Target gene prediction and experimental verification of miRNA-4532

To explore the adriamycin-resistance mechanism regulated by miR-4532 in breast cancer cells, target gene prediction was performed using TargetScan and miRanda, and HIC-1 was found to be a potential target gene of miR-4532 (Fig. 4a). To further confirm that HIC-1 was a target of miR-4532, miR-4532 mimic or negative control miRNA and the luciferase reporter plasmid with the 3′-UTR of HIC-1 were transfected into 293-T cells, in which the target site (GGGGAGAACCCCGGG) is located at the 190th base of the HIC-1 gene 3′-UTR region (U1). As shown in Fig. 4b, the luciferase activity of the 3′-UTR of HIC-1 was significantly suppressed by the miR-4532 mimic, whereas the mutant HIC-1 3′-UTR (CGGGACAAGGGGCCC) remained unchanged in cells transfected with miR-4532 mimic.
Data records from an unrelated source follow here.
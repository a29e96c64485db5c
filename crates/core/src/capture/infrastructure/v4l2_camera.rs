use ouroboros::self_referencing;
use v4l::buffer::Type;
use v4l::control::{Control, Value};
use v4l::io::traits::CaptureStream;
use v4l::prelude::MmapStream;
use v4l::video::Capture;
use v4l::FourCC;

use crate::capture::domain::capture_options::Resolution;
use crate::capture::domain::frame_decoder::{CameraDevice, FrameStream};
use crate::capture::infrastructure::image_crate_decoder::rgb_frame;
use crate::shared::constants::CAMERA_BUFFER_FRAMES;
use crate::shared::frame::Frame;

/// V4L2_CID_FOCUS_AUTO from linux/v4l2-controls.h.
const V4L2_CID_FOCUS_AUTO: u32 = 0x009a_090c;

/// A V4L2 camera (`/dev/videoN`).
///
/// Settings are applied to the device node while it is idle; the mmap
/// stream is started lazily on the first read, with the configured number
/// of driver buffers. MJPG frames are decoded to RGB; RGB3 frames are
/// passed through.
pub struct V4l2Camera {
    index: u32,
    state: CameraState,
    buffer_count: u32,
    width: u32,
    height: u32,
    fourcc: FourCC,
    fps: f64,
}

enum CameraState {
    Idle(v4l::Device),
    Streaming(StreamingDevice),
    Failed,
}

#[self_referencing]
struct StreamingDevice {
    device: v4l::Device,
    #[borrows(device)]
    #[covariant]
    stream: MmapStream<'this>,
}

impl V4l2Camera {
    pub fn open(index: u32) -> std::io::Result<Self> {
        let device = v4l::Device::new(index as usize)?;
        let format = device.format()?;
        let fps = device
            .params()
            .map(|params| {
                let interval = params.interval;
                if interval.numerator == 0 {
                    0.0
                } else {
                    interval.denominator as f64 / interval.numerator as f64
                }
            })
            .unwrap_or(0.0);

        log::info!(
            "V4l2Camera: opened /dev/video{index} ({}x{} {}, {fps:.1} fps)",
            format.width,
            format.height,
            format.fourcc
        );

        Ok(Self {
            index,
            state: CameraState::Idle(device),
            buffer_count: CAMERA_BUFFER_FRAMES,
            width: format.width,
            height: format.height,
            fourcc: format.fourcc,
            fps,
        })
    }

    fn idle_device(&self) -> Option<&v4l::Device> {
        match &self.state {
            CameraState::Idle(device) => Some(device),
            _ => None,
        }
    }

    /// Reads the current format, lets `change` edit it, and applies it.
    /// Returns the format the driver settled on.
    fn update_format(&mut self, change: impl FnOnce(&mut v4l::Format)) -> Option<v4l::Format> {
        let device = self.idle_device()?;
        let mut format = device.format().ok()?;
        change(&mut format);
        match device.set_format(&format) {
            Ok(applied) => {
                self.width = applied.width;
                self.height = applied.height;
                self.fourcc = applied.fourcc;
                Some(applied)
            }
            Err(e) => {
                log::debug!("V4l2Camera: set_format on /dev/video{}: {e}", self.index);
                None
            }
        }
    }

    fn start_streaming(&mut self) -> bool {
        let state = std::mem::replace(&mut self.state, CameraState::Failed);
        self.state = match state {
            CameraState::Idle(device) => {
                let buffer_count = self.buffer_count;
                let built = StreamingDeviceTryBuilder {
                    device,
                    stream_builder: |device| {
                        MmapStream::with_buffers(device, Type::VideoCapture, buffer_count)
                    },
                }
                .try_build();
                match built {
                    Ok(streaming) => CameraState::Streaming(streaming),
                    Err(e) => {
                        log::warn!("V4l2Camera: can't start /dev/video{}: {e}", self.index);
                        CameraState::Failed
                    }
                }
            }
            other => other,
        };
        matches!(self.state, CameraState::Streaming(_))
    }

    fn capture(&mut self) -> Option<Vec<u8>> {
        if !matches!(self.state, CameraState::Streaming(_)) && !self.start_streaming() {
            return None;
        }
        let CameraState::Streaming(streaming) = &mut self.state else {
            return None;
        };
        match streaming.with_stream_mut(|stream| stream.next().map(|(buf, _)| buf.to_vec())) {
            Ok(buf) => Some(buf),
            Err(e) => {
                log::warn!("V4l2Camera: capture from /dev/video{} failed: {e}", self.index);
                None
            }
        }
    }

    fn to_frame(&self, buf: Vec<u8>) -> Option<Frame> {
        match &self.fourcc.repr {
            b"MJPG" => image::load_from_memory_with_format(&buf, image::ImageFormat::Jpeg)
                .map(rgb_frame)
                .map_err(|e| log::warn!("V4l2Camera: corrupt MJPG frame: {e}"))
                .ok(),
            b"RGB3" if buf.len() == (self.width * self.height * 3) as usize => {
                Some(Frame::new(buf, self.width, self.height, 3, 0))
            }
            _ => {
                log::warn!(
                    "V4l2Camera: unsupported capture format {} on /dev/video{}",
                    self.fourcc,
                    self.index
                );
                None
            }
        }
    }
}

impl FrameStream for V4l2Camera {
    fn read(&mut self) -> Option<Frame> {
        let buf = self.capture()?;
        self.to_frame(buf)
    }

    /// A live device cannot rewind; seeking discards `frame_index` frames.
    fn seek(&mut self, frame_index: usize) -> bool {
        (0..frame_index).all(|_| self.capture().is_some())
    }

    fn fps(&self) -> f64 {
        self.fps
    }
}

impl CameraDevice for V4l2Camera {
    fn set_buffer_size(&mut self, frames: u32) -> bool {
        if self.idle_device().is_none() || frames == 0 {
            return false;
        }
        self.buffer_count = frames;
        true
    }

    fn set_resolution(&mut self, resolution: Resolution) -> bool {
        self.update_format(|format| {
            format.width = resolution.width;
            format.height = resolution.height;
        })
        .is_some_and(|applied| applied.width == resolution.width && applied.height == resolution.height)
    }

    fn set_autofocus(&mut self, enabled: bool) -> bool {
        let Some(device) = self.idle_device() else {
            return false;
        };
        device
            .set_control(Control {
                id: V4L2_CID_FOCUS_AUTO,
                value: Value::Boolean(enabled),
            })
            .is_ok()
    }

    fn set_fourcc(&mut self, fourcc: [u8; 4]) -> bool {
        self.update_format(|format| format.fourcc = FourCC::new(&fourcc))
            .is_some_and(|applied| applied.fourcc.repr == fourcc)
    }
}
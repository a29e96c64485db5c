//! Scripted stand-ins for codec backends, shared by the capture tests.

use std::collections::HashMap;
use std::path::{Path, PathBuf};
use std::sync::atomic::{AtomicUsize, Ordering};
use std::sync::{Arc, Mutex};
use std::time::Duration;

use crate::capture::domain::capture_options::Resolution;
use crate::capture::domain::frame_decoder::{CameraDevice, FrameDecoder, FrameStream};
use crate::capture::domain::read_metrics::ReadMetrics;
use crate::shared::frame::Frame;

/// 2x2 RGB frame filled with `value`.
pub(crate) fn solid_frame(value: u8) -> Frame {
    Frame::new(vec![value; 12], 2, 2, 3, 0)
}

pub(crate) fn solid_frames(count: usize) -> Vec<Frame> {
    (0..count).map(|i| solid_frame(i as u8 * 10)).collect()
}

fn flat_image(value: u8) -> image::RgbImage {
    image::RgbImage::from_pixel(4, 3, image::Rgb([value, value, value]))
}

/// Writes a 4x3 image whose every pixel is `[value; 3]`, encoded in the
/// format the extension names.
pub(crate) fn write_image(path: &Path, value: u8) {
    flat_image(value).save(path).unwrap();
}

/// Like [`write_image`], but always PNG bytes whatever the file is called.
pub(crate) fn write_png(path: &Path, value: u8) {
    flat_image(value)
        .save_with_format(path, image::ImageFormat::Png)
        .unwrap();
}

#[derive(Default)]
pub(crate) struct CountingMetrics {
    reads: AtomicUsize,
}

impl CountingMetrics {
    pub(crate) fn reads(&self) -> usize {
        self.reads.load(Ordering::SeqCst)
    }
}

impl ReadMetrics for CountingMetrics {
    fn record_read(&self, _elapsed: Duration) {
        self.reads.fetch_add(1, Ordering::SeqCst);
    }
}

/// Seekable stream over a fixed list of frames.
#[derive(Clone, Default)]
pub(crate) struct ScriptedStream {
    frames: Vec<Frame>,
    position: usize,
    fps: f64,
    refuse_seek: bool,
    seeks: Arc<Mutex<Vec<usize>>>,
}

impl ScriptedStream {
    pub(crate) fn new(frames: Vec<Frame>, fps: f64) -> Self {
        Self {
            frames,
            fps,
            ..Self::default()
        }
    }

    pub(crate) fn refusing_seek(mut self) -> Self {
        self.refuse_seek = true;
        self
    }

    /// Every seek target requested so far, across clones.
    pub(crate) fn seeks(&self) -> Arc<Mutex<Vec<usize>>> {
        Arc::clone(&self.seeks)
    }
}

impl FrameStream for ScriptedStream {
    fn read(&mut self) -> Option<Frame> {
        let frame = self.frames.get(self.position)?.clone();
        self.position += 1;
        Some(frame.with_index(self.position - 1))
    }

    fn seek(&mut self, frame_index: usize) -> bool {
        self.seeks.lock().unwrap().push(frame_index);
        if self.refuse_seek || frame_index > self.frames.len() {
            return false;
        }
        self.position = frame_index;
        true
    }

    fn fps(&self) -> f64 {
        self.fps
    }
}

/// Settings a [`ScriptedCamera`] was asked to apply.
#[derive(Clone, Debug, Default, PartialEq)]
pub(crate) struct CameraSettings {
    pub buffer_size: Option<u32>,
    pub resolution: Option<Resolution>,
    pub autofocus: Option<bool>,
    pub fourcc: Option<[u8; 4]>,
}

/// Camera that delivers `frames` and then fails every read.
#[derive(Clone, Default)]
pub(crate) struct ScriptedCamera {
    frames: Vec<Frame>,
    position: usize,
    fps: f64,
    refuse_settings: bool,
    settings: Arc<Mutex<CameraSettings>>,
}

impl ScriptedCamera {
    pub(crate) fn new(frames: Vec<Frame>, fps: f64) -> Self {
        Self {
            frames,
            fps,
            ..Self::default()
        }
    }

    pub(crate) fn refusing_settings(mut self) -> Self {
        self.refuse_settings = true;
        self
    }

    pub(crate) fn settings(&self) -> Arc<Mutex<CameraSettings>> {
        Arc::clone(&self.settings)
    }
}

impl FrameStream for ScriptedCamera {
    fn read(&mut self) -> Option<Frame> {
        let frame = self.frames.get(self.position)?.clone();
        self.position += 1;
        Some(frame)
    }

    fn seek(&mut self, frame_index: usize) -> bool {
        (0..frame_index).all(|_| self.read().is_some())
    }

    fn fps(&self) -> f64 {
        self.fps
    }
}

impl CameraDevice for ScriptedCamera {
    fn set_buffer_size(&mut self, frames: u32) -> bool {
        self.settings.lock().unwrap().buffer_size = Some(frames);
        !self.refuse_settings
    }

    fn set_resolution(&mut self, resolution: Resolution) -> bool {
        self.settings.lock().unwrap().resolution = Some(resolution);
        !self.refuse_settings
    }

    fn set_autofocus(&mut self, enabled: bool) -> bool {
        self.settings.lock().unwrap().autofocus = Some(enabled);
        !self.refuse_settings
    }

    fn set_fourcc(&mut self, fourcc: [u8; 4]) -> bool {
        self.settings.lock().unwrap().fourcc = Some(fourcc);
        !self.refuse_settings
    }
}

/// Decoder whose images, videos and cameras are registered up front.
/// Counts every call so tests can assert nothing was touched.
#[derive(Default)]
pub(crate) struct FakeDecoder {
    images: HashMap<PathBuf, Frame>,
    videos: HashMap<PathBuf, ScriptedStream>,
    cameras: HashMap<u32, ScriptedCamera>,
    calls: AtomicUsize,
}

impl FakeDecoder {
    pub(crate) fn with_image(mut self, path: impl Into<PathBuf>, frame: Frame) -> Self {
        self.images.insert(path.into(), frame);
        self
    }

    pub(crate) fn with_video(mut self, path: impl Into<PathBuf>, stream: ScriptedStream) -> Self {
        self.videos.insert(path.into(), stream);
        self
    }

    pub(crate) fn with_camera(mut self, index: u32, camera: ScriptedCamera) -> Self {
        self.cameras.insert(index, camera);
        self
    }

    pub(crate) fn calls(&self) -> usize {
        self.calls.load(Ordering::SeqCst)
    }
}

impl FrameDecoder for FakeDecoder {
    fn decode_image(&self, path: &Path) -> Option<Frame> {
        self.calls.fetch_add(1, Ordering::SeqCst);
        self.images.get(path).cloned()
    }

    fn open_video(&self, path: &Path) -> Option<Box<dyn FrameStream>> {
        self.calls.fetch_add(1, Ordering::SeqCst);
        let stream = self.videos.get(path)?.clone();
        Some(Box::new(stream))
    }

    fn open_camera(&self, index: u32) -> Option<Box<dyn CameraDevice>> {
        self.calls.fetch_add(1, Ordering::SeqCst);
        let camera = self.cameras.get(&index)?.clone();
        Some(Box::new(camera))
    }
}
These results indicated that HIC-1 was likely to be a target of miR-4532.

Finally, we examined whether miR-4532 could regulate HIC-1 expression in MCF-7 cells using RT-PCR and western blotting. The results showed that the miR-4532 mimic could downregulate HIC-1 expression in MCF-7 cells (Fig. 4c, d), indicating that there was a consistent and strong inverse correlation between miR-4532 levels and HIC-1.

HIC-1 inhibited cell migration and invasion in breast cancer cells in vitro

Because HIC-1 silencing has been shown to be significantly associated with the clinical features of cancer, including survival, pathological stage, and prognosis, these features maybe closely related to cancer drug resistance, invasion, and metastasis. Hence, an experiment was designed to investigate the effects of HIC-1 on these important events in vitro, as shown in Fig. 5. Overexpression of HIC-1 in MCF-7 cells markedly attenuated cell invasion in transwell assays, despite interleukin (IL)-6-mediated signal transducer and activator of transcription 3 (STAT3) activation. Moreover, knockdown of HIC-1 in MCF-7 cells significantly promoted cell invasion, and this effect was enhanced by IL-6 stimulation due to lack of HIC-1. Treatment with the STAT3 inhibitor AG490 (100 μM) markedly suppressed cell invasion. Interestingly, HIC-1 functioned as a STAT3 inhibitor, similar to AG490, during cell invasion. These results indicated that HIC-1 attenuated cell invasion, even in the presence of IL-6, which activates the STAT3 pathway.

Low expression of HIC-1 in clinical breast tumors and its effects on patient survival

Previous studies have reported that the expression of HIC-1 is decreased in many human cancers owing to promoter hypermethylation. Therefore, we examined HIC-1 expression in 10 pairs of breast tumors and matched adjacent nontumor tissues. As shown in Fig. 6a, HIC-1 protein was downregulated in all breast cancer tissues. To further determine the relationship between HIC-1 expression and the clinical prognosis of patients with breast cancer, we evaluated the prognostic value of HIC-1 in a public clinical microarray database of breast cancer cases collected between and 2005 from 2017. Without adjusting for ER, PR, HER2, lymph node metastasis, and TP53 status in patients with breast cancer, the HIC-1 expression level was closely related to recurrence-free survival rate (RFS) in the dataset GSE1456. As shown in Fig. 6b, Kaplan–Meier analysis of 159 patients with breast cancer in Sweden demonstrated that high HIC-1 expression was related to a high RFS rate compared with low HIC-1 expression (p = 0.0141).